In kinematics, uniform acceleration refers to a constant change in velocity over a period of time. Picture a car speeding up steadily as it leaves a stoplight—it doesn't jerk forward but gains speed smoothly. This means at every second, the same amount of velocity is added. The particle from our exercise experiences this while covering its first segment of distance, denoted as \(s\), starting from rest (zero initial velocity).
To determine the acceleration \(a\), we use the kinematic equation for motion:

• \(v^2 = u^2 + 2as\)

Here, \(v\) is the final velocity, \(u\) is the initial velocity, which is zero, \(a\) is acceleration, and \(s\) is the distance covered. Given these parameters, it's calculated that \(v_m^2 = 2as\), leading to \(a = \frac{v_m^2}{2s}\).
Time taken for this uniform acceleration can be found using the formula:

• \(t_1 = \frac{2s}{v_m}\)

This time accounts for how long the particle takes to reach its maximum speed, contributing to understanding the overall motion and subsequent segments.

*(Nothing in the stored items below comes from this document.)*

//! Entity and field queries, memoized per cache key.

use std::sync::Arc;

use sobject_browser_auth::SessionExchange;
use sobject_browser_client::security::soql;
use sobject_browser_tooling::{EntityDefinition, FieldDefinition, DEFAULT_LIMIT};
use tracing::instrument;

use crate::cache::{keys, KeyValueCache};
use crate::error::{Error, ErrorKind, Result};
use crate::memo::MemoCell;
use crate::session::SessionProvider;

/// Runs the two metadata queries through the session provider.
///
/// A cache hit returns the stored records without touching the session.
pub struct QueryRunner<E> {
    sessions: SessionProvider<E>,
    cache: Arc<dyn KeyValueCache>,
    limit: u32,
}

impl<E> std::fmt::Debug for QueryRunner<E> {
    fn fmt(&self, f: &mut std::fmt::Formatter<'_>) -> std::fmt::Result {
        f.debug_struct("QueryRunner")
            .field("sessions", &self.sessions)
            .field("limit", &self.limit)
            .finish_non_exhaustive()
    }
}

impl<E: SessionExchange> QueryRunner<E> {
    pub fn new(sessions: SessionProvider<E>, cache: Arc<dyn KeyValueCache>) -> Self {
        Self {
            sessions,
            cache,
            limit: DEFAULT_LIMIT,
        }
    }

    /// Set the query `LIMIT`.
    pub fn with_limit(mut self, limit: u32) -> Self {
        self.limit = limit;
        self
    }

    pub fn sessions(&self) -> &SessionProvider<E> {
        &self.sessions
    }

    pub fn cache(&self) -> &Arc<dyn KeyValueCache> {
        &self.cache
    }

    /// Layoutable entities, from the `response` entry or the Tooling API.
    #[instrument(skip(self))]
    pub async fn list_entities(&self) -> Result<Vec<EntityDefinition>> {
        MemoCell::new(self.cache.clone(), keys::RESPONSE)
            .get_or_fetch(|| async {
                let session = self.sessions.session().await?;
                Ok(session.client().list_entity_definitions(self.limit).await?)
            })
            .await
    }

    /// Fields of `entity`, from the `fields.<entity>` entry or the Tooling API.
    ///
    /// Names that are not plain API names are rejected before the cache or
    /// the network is consulted. Other names are resolved against the entity
    /// list first, so the entry is keyed by the org's spelling of the name
    /// and an unknown name is an [`ErrorKind::UnknownEntity`].
    #[instrument(skip(self))]
    pub async fn list_fields(&self, entity: &str) -> Result<Vec<FieldDefinition>> {
        if !soql::is_safe_sobject_name(entity) {
            return Err(Error::new(ErrorKind::InvalidEntityName(entity.to_string())));
        }

        let name = self.find_entity(entity).await?.qualified_api_name;
        MemoCell::new(self.cache.clone(), keys::fields(&name))
            .get_or_fetch(|| async {
                let session = self.sessions.session().await?;
                Ok(session.client().list_field_definitions(&name, self.limit).await?)
            })
            .await
    }

    /// One entity from the entity list, matched on API name ignoring case.
    pub async fn find_entity(&self, name: &str) -> Result<EntityDefinition> {
        self.list_entities()
            .await?
            .into_iter()
            .find(|e| e.qualified_api_name.eq_ignore_ascii_case(name))
            .ok_or_else(|| Error::new(ErrorKind::UnknownEntity(name.to_string())))
    }

    /// Base URL for setup links.
    ///
    /// Read from the `baseUrl` entry when present, so printing links for a
    /// cached entity list does not need a session.
    pub async fn base_url(&self) -> Result<String> {
        MemoCell::new(self.cache.clone(), keys::BASE_URL)
            .get_or_fetch(|| async {
                let session = self.sessions.session().await?;
                Ok(session.base_url().to_string())
            })
            .await
    }
}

Average velocity is a crucial concept in kinematics as it represents the overall change in position over time. Imagine setting out on a long journey—your average speed or velocity describes how far you traveled on average per hour, combining all stops and bursts of speed into one value. In our exercise, the particle's average velocity \(v_\text{avg}\) applies to the entire trajectory through varied motion.
Formulated through:

• \(v_\text{avg} = \frac{\text{total displacement}}{\text{total time}}\)

For the particle that completed a 3-phase motion totaling a displacement of \(6s\), this interplay of distance and the collectively tallied time (\(T\)) simplifies into:

• \(v_\text{avg} = \frac{6s}{(7s/v_m)} = \frac{6v_m}{7}\)

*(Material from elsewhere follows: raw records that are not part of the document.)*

//! Error types for config lookup and session exchange.
//!
//! Error messages are designed to avoid exposing sensitive credential data.

/// Result type alias for auth operations.
pub type Result<T> = std::result::Result<T, Error>;

/// Error type for auth operations.
///
/// Error messages are sanitized to prevent accidental credential exposure.
#[derive(Debug, thiserror::Error)]
#[error("{kind}")]
pub struct Error {
    /// The kind of error that occurred.
    pub kind: ErrorKind,
    /// Optional source error.
    #[source]
    pub source: Option<Box<dyn std::error::Error + Send + Sync>>,
}

impl Error {
    /// Create a new error with the given kind.
    pub fn new(kind: ErrorKind) -> Self {
        Self { kind, source: None }
    }

    /// Create a new error with the given kind and source.
    pub fn with_source(
        kind: ErrorKind,
        source: impl std::error::Error + Send + Sync + 'static,
    ) -> Self {
        Self {
            kind,
            source: Some(Box::new(source)),
        }
    }
}

/// The kind of error that occurred.
///
/// Error messages avoid including credential values.
#[derive(Debug, thiserror::Error)]
pub enum ErrorKind {
    /// No default org is configured for the requested key.
    #[error("No default org configured for '{key}'. Run `sf config set {key}=<alias or username> --global`")]
    NoDefaultTarget { key: String },

    /// A config or alias file could not be parsed.
    #[error("Configuration error: {0}")]
    Config(String),

    /// Credentials came back incomplete.
    #[error("Invalid credentials: {0}")]
    InvalidCredentials(String),

    /// The `sf` CLI failed or returned something unexpected.
    #[error("SF CLI error: {0}")]
    SfCli(String),

    /// Environment variable not set.
    #[error("Environment variable not set: {0}")]
    EnvVar(String),

    /// IO error.
    #[error("IO error: {0}")]
    Io(String),

    /// JSON error.
    #[error("JSON error: {0}")]
    Json(String),
}

impl From<serde_json::Error> for Error {
    fn from(err: serde_json::Error) -> Self {
        Error::with_source(ErrorKind::Json(err.to_string()), err)
    }
}

impl From<std::io::Error> for Error {
    fn from(err: std::io::Error) -> Self {
        Error::with_source(ErrorKind::Io(err.to_string()), err)
    }
}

The end result is a simplified view of its motion, especially in regards to pace and time expenditure—illustrating the importance of average velocity as a measure of efficiency and speed comparison.

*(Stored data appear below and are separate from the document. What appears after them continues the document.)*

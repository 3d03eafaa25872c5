//! Salesforce Tooling API client.
//!
//! This client wraps `SalesforceClient` from `sobject-browser-client` and
//! provides typed methods for the metadata queries.

use serde::de::DeserializeOwned;
use tracing::{debug, instrument};

use sobject_browser_client::{ClientConfig, QueryResult, SalesforceClient};

use crate::error::Result;
use crate::soql::{entity_definitions_query, field_definitions_query};
use crate::types::{EntityDefinition, FieldDefinition};

/// Salesforce Tooling API client.
///
/// # Example
///
/// ```rust,ignore
/// use sobject_browser_tooling::ToolingClient;
///
/// let client = ToolingClient::new(
///     "https://myorg.my.salesforce.com",
///     "access_token_here",
/// )?;
///
/// let entities = client.list_entity_definitions(500).await?;
/// let fields = client.list_field_definitions("Account", 500).await?;
/// ```
#[derive(Debug, Clone)]
pub struct ToolingClient {
    client: SalesforceClient,
}

impl ToolingClient {
    /// Create a new Tooling API client with the given instance URL and access token.
    pub fn new(instance_url: impl Into<String>, access_token: impl Into<String>) -> Result<Self> {
        let client = SalesforceClient::new(instance_url, access_token)?;
        Ok(Self { client })
    }

    /// Create a new Tooling API client with custom HTTP configuration.
    pub fn with_config(
        instance_url: impl Into<String>,
        access_token: impl Into<String>,
        config: ClientConfig,
    ) -> Result<Self> {
        let client = SalesforceClient::with_config(instance_url, access_token, config)?;
        Ok(Self { client })
    }

    /// Create a Tooling client from an existing SalesforceClient.
    pub fn from_client(client: SalesforceClient) -> Self {
        Self { client }
    }

    /// Get the underlying SalesforceClient.
    pub fn inner(&self) -> &SalesforceClient {
        &self.client
    }

    /// Get the instance URL.
    pub fn instance_url(&self) -> &str {
        self.client.instance_url()
    }

    /// Get the API version.
    pub fn api_version(&self) -> &str {
        self.client.api_version()
    }

    /// Set the API version.
    pub fn with_api_version(mut self, version: impl Into<String>) -> Self {
        self.client = self.client.with_api_version(version);
        self
    }

    // =========================================================================
    // Query Operations
    // =========================================================================

    /// Execute a SOQL query against the Tooling API.
    ///
    /// Returns the first page of results. Use `query_all` for automatic pagination.
    ///
    /// # Security
    ///
    /// Values spliced into a WHERE clause must be escaped. Prefer
    /// [`SoqlQuery`](crate::SoqlQuery), which does it for you.
    #[instrument(skip(self))]
    pub async fn query<T: DeserializeOwned>(&self, soql: &str) -> Result<QueryResult<T>> {
        self.client.tooling_query(soql).await.map_err(Into::into)
    }

    /// Execute a SOQL query and return all results (automatic pagination).
    #[instrument(skip(self))]
    pub async fn query_all<T: DeserializeOwned>(&self, soql: &str) -> Result<Vec<T>> {
        self.client
            .tooling_query_all(soql)
            .await
            .map_err(Into::into)
    }

    // =========================================================================
    // Metadata
    // =========================================================================

    /// Layoutable SObjects, ordered by API name.
    pub async fn list_entity_definitions(&self, limit: u32) -> Result<Vec<EntityDefinition>> {
        let soql = entity_definitions_query(limit)?;
        let records: Vec<EntityDefinition> = self.query_all(&soql).await?;
        debug!(count = records.len(), "Fetched entity definitions");
        Ok(records)
    }

    /// Fields of one SObject, ordered by API name.
    pub async fn list_field_definitions(
        &self,
        entity: &str,
        limit: u32,
    ) -> Result<Vec<FieldDefinition>> {
        let soql = field_definitions_query(entity, limit)?;
        let records: Vec<FieldDefinition> = self.query_all(&soql).await?;
        debug!(entity, count = records.len(), "Fetched field definitions");
        Ok(records)
    }
}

Maximum velocity \(v_m\) is the highest speed achieved by the particle during its journey. You can think of it as peaking on a speedometer where the needle can't go any higher at that moment. Once the particle accelerates and reaches the final speed of the first segment, it maintains this pace before entering a deceleration phase.
In the problem, this is the velocity used for traveling a distance of \(2s\) at a uniform speed—a phase where speed doesn't change. To find this maximum velocity, we rely on the equations used in the acceleration phase, as it's the endpoint of the initial acceleration:

• \(v_m\) is discussed and not computed directly in the provided steps, but it's vital for deriving other aspects like time and average velocity.

The comprehension of maximum velocity is essential as it represents the potential top speed in a body's motion, impacting how the average velocity is calculated.